The opening of the layer for forming local contacts can be done by the following techniques:

• Ablation by laser,
• Masking the surface and local etching,
• - Local application of an etching medium and subsequent thermal activation.

The methods known from the prior art have a large number of necessary process steps. This results in high process costs and fluctuation margins (error propagation) of the efficiency of the solar cells produced.

On this basis, the present invention is based on the object, a method for producing a solar cell and a solar cell in such a way to further develop that the solar cells can be produced consistently with very high efficiency reproducible with fewer process steps.

To solve the problem, it is proposed, but not by way of limitation, in substance:
Passivation of the solar cell back using an at least double-layered dielectric layer such that losses due to parasitic contact are substantially avoided.
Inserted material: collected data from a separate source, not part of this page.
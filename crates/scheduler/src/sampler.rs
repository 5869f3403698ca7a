//! Weighted random sampling over one scheduling partition.
//!
//! Every task owns the interval `bw + weights[i]` on a line of length
//! `totalw + bw * len`; uniform points on that line select the tasks whose
//! intervals they land in, so a task with zero weight is still picked with
//! probability proportional to the base weight.

use rand::rngs::StdRng;
use rand::{Rng, SeedableRng};
use tracing::trace;

use strads_core::{SchedulerParams, TaskId, TaskRange};
use strads_wire::IdVal;

use crate::error::SchedError;

/// Base weight used when auto-tuning has nothing to go on.
pub const BASE_WEIGHT_FLOOR: f64 = 0.1;

/// Auto-tuning needs more than this many nonzero weights.
const TUNE_MIN_NONZERO: usize = 10;

/// Dense weight array for one partition plus the sampling state.
#[derive(Debug)]
pub struct WeightedSampler {
    range: TaskRange,
    weights: Vec<f64>,
    totalw: f64,
    nzelement: usize,
    bw: f64,
    maxset: usize,
    auto_tune: bool,
    tune_factor: f64,
    cancelled: u64,
    rng: StdRng,
}

impl WeightedSampler {
    pub fn new(range: TaskRange, maxset: usize, bw: f64) -> Self {
        Self {
            range,
            weights: vec![0.0; range.len()],
            totalw: 0.0,
            nzelement: 0,
            bw,
            maxset,
            auto_tune: true,
            tune_factor: 0.01,
            cancelled: 0,
            rng: StdRng::seed_from_u64(0),
        }
    }

    /// Sampler for partition `gid` built from the configured parameters. The
    /// RNG is seeded with `seed + gid` so partitions draw different streams.
    pub fn from_params(range: TaskRange, gid: usize, params: &SchedulerParams) -> Self {
        let mut s = Self::new(range, params.maxset, params.base_weight);
        s.auto_tune = params.auto_tune;
        s.tune_factor = params.tune_factor;
        s.rng = StdRng::seed_from_u64(params.seed.wrapping_add(gid as u64));
        s
    }

    pub fn with_seed(mut self, seed: u64) -> Self {
        self.rng = StdRng::seed_from_u64(seed);
        self
    }

    pub fn with_auto_tune(mut self, enabled: bool) -> Self {
        self.auto_tune = enabled;
        self
    }

    pub fn range(&self) -> TaskRange {
        self.range
    }

    pub fn len(&self) -> usize {
        self.weights.len()
    }

    pub fn is_empty(&self) -> bool {
        self.weights.is_empty()
    }

    pub fn maxset(&self) -> usize {
        self.maxset
    }

    pub fn base_weight(&self) -> f64 {
        self.bw
    }

    pub fn total_weight(&self) -> f64 {
        self.totalw
    }

    pub fn nonzero(&self) -> usize {
        self.nzelement
    }

    /// Total number of surplus points that fell on an already chosen task.
    pub fn cancelled(&self) -> u64 {
        self.cancelled
    }

    /// Length of the sampling line.
    pub fn max_range(&self) -> f64 {
        self.totalw + self.bw * self.weights.len() as f64
    }

    /// Current weight of global task `id`.
    pub fn weight(&self, id: TaskId) -> Option<f64> {
        if !self.range.contains(id) {
            return None;
        }
        Some(self.weights[(id - self.range.start) as usize])
    }

    /// Apply `(global id, signed weight)` changes. Weights are stored as
    /// absolute values; the totals are recomputed from scratch afterwards.
    pub fn update_weight(&mut self, changes: &[IdVal]) -> Result<(), SchedError> {
        for c in changes {
            if !self.range.contains(c.id) {
                return Err(SchedError::OutOfRange {
                    id: c.id,
                    range: self.range,
                });
            }
            self.weights[(c.id - self.range.start) as usize] = c.value.abs();
        }
        self.rescan();
        if self.auto_tune {
            self.tune_base_weight();
        }
        Ok(())
    }

    fn rescan(&mut self) {
        self.totalw = self.weights.iter().sum();
        self.nzelement = self.weights.iter().filter(|w| **w != 0.0).count();
    }

    /// Derive the base weight from the mean nonzero weight.
    pub fn tune_base_weight(&mut self) {
        self.bw = if self.nzelement > TUNE_MIN_NONZERO && self.totalw != 0.0 {
            let bw = self.totalw / self.nzelement as f64 * self.tune_factor;
            if bw == 0.0 {
                BASE_WEIGHT_FLOOR
            } else {
                bw
            }
        } else {
            BASE_WEIGHT_FLOOR
        };
    }

    pub fn set_base_weight(&mut self, bw: f64) {
        self.bw = bw;
    }

    /// Draw `setsize` uniform points and return the distinct tasks they hit,
    /// heaviest first.
    pub fn do_sampling(&mut self, setsize: usize) -> Result<Vec<TaskId>, SchedError> {
        if setsize >= self.weights.len() {
            return Err(SchedError::SetSizeTooLarge {
                setsize,
                len: self.weights.len(),
            });
        }
        let maxrange = self.max_range();
        if maxrange <= 0.0 {
            return Ok(Vec::new());
        }
        let points: Vec<f64> = (0..setsize)
            .map(|_| self.rng.gen_range(0.0..maxrange))
            .collect();
        Ok(self.sample_with_points(points))
    }

    /// Sweep with caller-supplied points.
    pub fn sample_with_points(&mut self, mut points: Vec<f64>) -> Vec<TaskId> {
        points.sort_by(f64::total_cmp);

        let mut picked: Vec<usize> = Vec::with_capacity(points.len());
        let mut p = 0;
        let mut acc = 0.0;
        for (i, w) in self.weights.iter().enumerate() {
            if p == points.len() {
                break;
            }
            let upper = acc + w + (i + 1) as f64 * self.bw;
            let mut hit = false;
            while p < points.len() && points[p] <= upper {
                if hit {
                    self.cancelled += 1;
                } else {
                    picked.push(i);
                    hit = true;
                }
                p += 1;
            }
            acc += w;
        }

        trace!(
            start = self.range.start,
            points = points.len(),
            picked = picked.len(),
            "sampling sweep"
        );

        self.sort(&mut picked);
        picked
            .into_iter()
            .map(|i| i as TaskId + self.range.start)
            .collect()
    }

    /// Nonzero weights first by descending weight, zero weights last.
    fn sort(&self, local: &mut [usize]) {
        local.sort_by(|a, b| {
            let (wa, wb) = (self.weights[*a], self.weights[*b]);
            (wa == 0.0).cmp(&(wb == 0.0)).then(wb.total_cmp(&wa))
        });
    }
}
use strads_core::{ClusterConfig, CoreError, PartitionTable, SchedulerParams, TaskRange};
use strads_dshard::{DataShard, ShardRegistry};
use tracing::debug;

use crate::gate::PartitionGate;

/// Everything the threads of one scheduler machine share.
#[derive(Debug)]
pub struct MachineContext {
    pub mid: usize,
    pub params: SchedulerParams,
    pub table: PartitionTable,
    pub shards: ShardRegistry,
    pub gate: PartitionGate,
    /// Number of out-of-core column groups (1 disables cycling).
    pub ooc_partitions: usize,
}

impl MachineContext {
    pub fn new(
        mid: usize,
        params: SchedulerParams,
        table: PartitionTable,
        ooc_partitions: usize,
    ) -> Result<Self, CoreError> {
        if mid >= table.machines() {
            return Err(CoreError::Partition(format!(
                "machine {mid} outside table of {} machines",
                table.machines()
            )));
        }
        let gate = PartitionGate::new(table.threads_per_machine());
        let ooc_partitions = ooc_partitions.max(1);
        // With column groups cycling nothing is resident until a shard
        // for the checked alias arrives.
        if ooc_partitions > 1 {
            for lid in 0..table.threads_per_machine() {
                gate.set_resident(lid, false);
            }
        }
        Ok(Self {
            mid,
            params,
            table,
            shards: ShardRegistry::new(),
            gate,
            ooc_partitions,
        })
    }

    pub fn from_cluster(
        mid: usize,
        cluster: &ClusterConfig,
        params: SchedulerParams,
    ) -> Result<Self, CoreError> {
        let table = PartitionTable::new(
            params.modelsize,
            cluster.scheduler_machines,
            cluster.threads_per_scheduler,
        )?;
        Self::new(mid, params, table, cluster.ooc_partitions)
    }

    pub fn threads(&self) -> usize {
        self.table.threads_per_machine()
    }

    /// Global partition id of local thread `lid`.
    pub fn gid(&self, lid: usize) -> usize {
        self.mid * self.threads() + lid
    }

    /// Local thread of global partition `gid`, if this machine owns it.
    pub fn lid_of(&self, gid: usize) -> Option<usize> {
        let base = self.mid * self.threads();
        (gid >= base && gid < base + self.threads()).then(|| gid - base)
    }

    pub fn thread_range(&self, lid: usize) -> TaskRange {
        self.table.machine_threads(self.mid)[lid]
    }

    pub fn machine_range(&self) -> TaskRange {
        self.table
            .machine_range(self.mid)
            .unwrap_or(TaskRange::new(0, 0))
    }

    pub fn local_lids(&self) -> Vec<usize> {
        (0..self.threads()).collect()
    }

    /// Make `shard` active and, when column groups cycle, recompute which
    /// partitions it covers.
    pub fn install_shard(&self, shard: DataShard) {
        self.shards.install(shard);
        self.refresh_residency();
    }

    /// Returns the local partitions the checked shard covers.
    pub fn refresh_residency(&self) -> Vec<usize> {
        if self.ooc_partitions <= 1 {
            return self.local_lids();
        }
        let Some(shard) = self.shards.get(&self.params.check_alias) else {
            return Vec::new();
        };
        let mut resident = Vec::new();
        for lid in 0..self.threads() {
            let holds = shard.holds_range(self.thread_range(lid));
            self.gate.set_resident(lid, holds);
            if holds {
                resident.push(lid);
            }
        }
        debug!(mid = self.mid, h_modulo = shard.tag().h_modulo, ?resident, "residency updated");
        resident
    }
}
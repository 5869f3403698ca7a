use std::collections::HashMap;
use std::sync::{Arc, PoisonError, RwLock};

use crate::shard::DataShard;

/// Active shards of one machine, keyed by alias.
///
/// Readers clone the `Arc` for the duration of one check, so replacing a
/// shard never invalidates a reader that is already running; the old shard
/// is dropped when its last reader lets go.
#[derive(Debug, Default)]
pub struct ShardRegistry {
    shards: RwLock<HashMap<String, Arc<DataShard>>>,
}

impl ShardRegistry {
    pub fn new() -> Self {
        Self::default()
    }

    /// Current shard registered under `alias`.
    pub fn get(&self, alias: &str) -> Option<Arc<DataShard>> {
        self.shards
            .read()
            .unwrap_or_else(PoisonError::into_inner)
            .get(alias)
            .cloned()
    }

    /// Install `shard` under its alias, returning the shard it replaced.
    pub fn install(&self, shard: DataShard) -> Option<Arc<DataShard>> {
        let alias = shard.alias().to_string();
        self.shards
            .write()
            .unwrap_or_else(PoisonError::into_inner)
            .insert(alias, Arc::new(shard))
    }

    pub fn remove(&self, alias: &str) -> Option<Arc<DataShard>> {
        self.shards
            .write()
            .unwrap_or_else(PoisonError::into_inner)
            .remove(alias)
    }

    pub fn aliases(&self) -> Vec<String> {
        let mut out: Vec<String> = self
            .shards
            .read()
            .unwrap_or_else(PoisonError::into_inner)
            .keys()
            .cloned()
            .collect();
        out.sort();
        out
    }
}

#[cfg(test)]
mod tests {
    use strads_core::{ShardKind, TaskRange};

    use super::*;
    use crate::shard::ShardTag;

    fn shard(alias: &str, h_modulo: usize) -> DataShard {
        DataShard::from_triplets(
            alias,
            ShardKind::Sparse,
            2,
            TaskRange::new(0, 1),
            vec![TaskRange::new(0, 1)],
            ShardTag {
                h_modulo,
                oocdpartitions: 2,
            },
            vec![(0, 0, 1.0)],
        )
        .unwrap()
    }

    #[test]
    fn install_replaces_and_returns_previous() {
        let reg = ShardRegistry::new();
        assert!(reg.install(shard("Acol", 0)).is_none());
        let reader = reg.get("Acol").unwrap();

        let old = reg.install(shard("Acol", 1)).unwrap();
        assert_eq!(old.tag().h_modulo, 0);
        // A reader holding the old shard keeps a valid view.
        assert_eq!(reader.tag().h_modulo, 0);
        assert_eq!(reg.get("Acol").unwrap().tag().h_modulo, 1);
    }

    #[test]
    fn aliases_are_sorted() {
        let reg = ShardRegistry::new();
        reg.install(shard("b", 0));
        reg.install(shard("a", 0));
        assert_eq!(reg.aliases(), vec!["a", "b"]);
        assert!(reg.remove("a").is_some());
        assert!(reg.get("a").is_none());
    }
}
This is achieved by the combination of bilateral (substantially) symmetrical texture (characteristic: roughness on the back remains) with deposition of the following layer sequence: {therm. SiO ₂ (optional)}, Al ₂ O ₃ , SiN _x or SiO _x .

Examples:

• A. loss of insufficient etch in combination with SiO / SiN layers,
• B. AlO does not avoid parasitic contact (unopened cells),
• C. AlO improves rough surface efficiency compared to SiO _x . AlO _x is to be designed in such a way that no blistering occurs in combination with the subsequent processing.

The process is carried out in such a way that substantially no increased recombination occurs despite the increased surface area. Roughness-reducing etching of the entire back surface takes place exclusively after diffusion, regardless of whether the diffusion is performed on one or both sides. The removal is as high as necessary to remove the diffused layer, so typically greater than 0.5 microns, but less than z. B. 5 microns. Due to the contained negative charges, the losses are minimized by parasitic contacts. The layer structure also helps ensure that even on a rough surface as possible no parasitic contacts are formed.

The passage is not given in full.